Last year I talked to Martin Crawford of the Agroforestry Research Trust about how farming might prepare itself for increasing dryness, especially in the south-east of England, the ‘grain belt’ of the UK. His solution was an increasing use of perennial plants, more ground-cover, more diversity, more permanent plantings. I haven’t asked him yet for his thoughts on how to make food production more resilient to the kind of damp squib climate we’ve had this year, but I imagine his response would be much the same.
For people who read Transition, or localisation, as meaning self-sufficiency, this year has been a good example of why that’s not just a great idea. Some imports have always happened, and were we an entirely localised food economy, we’d be seeing real food hardships at this stage. At the same time though, the problem that is driving the prime cause, i.e. climate change, is, in part, being generated by what is our current alternative, the globalised food system, that flies broccoli into the supermarkets of Totnes to keep us happy. This summer has been as good an advert against monoculture and over-reliance on annual plants as I have ever seen.
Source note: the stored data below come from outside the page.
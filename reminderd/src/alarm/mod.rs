pub mod dispatcher;
pub mod notify;
pub mod registry;
pub mod timer;

#[cfg(test)]
pub mod testing;

pub use dispatcher::TriggerDispatcher;
pub use notify::NotificationBoard;
pub use registry::{AlarmRegistry, ScheduleEntry};
pub use timer::{TimerError, TokioTimer};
As for me, I’m planning for next year to put about a third of my veg garden over to perennials, aided by Martin’s excellent new book ‘Perennial vegetables’. Whatever the weather does (barring huge hailstones) I will run a better chance of having something worthwhile to eat. By the way, in case you’re wondering, I have had some produce this year. My broad beans have done very well, and my various squashes managed to get away and started for flower, although the slugs will probably eat those too. My greenhouse is doing OK, although the slugs have also worked their way into there, but to nowhere like the same degree.
In 1999, scientists claimed they were on the verge of inventing a machine that wandered around the garden, collecting slugs which it then digested in order to power the machine’s onward search for more slugs. 13 years later, sadly, it has yet to see the light of day. So, please feel free to treat this post as an opportunity for a group moan about slugs, something it’s good to do on occasion, especially during a summer like this one. Thanks for listening. I appreciate it.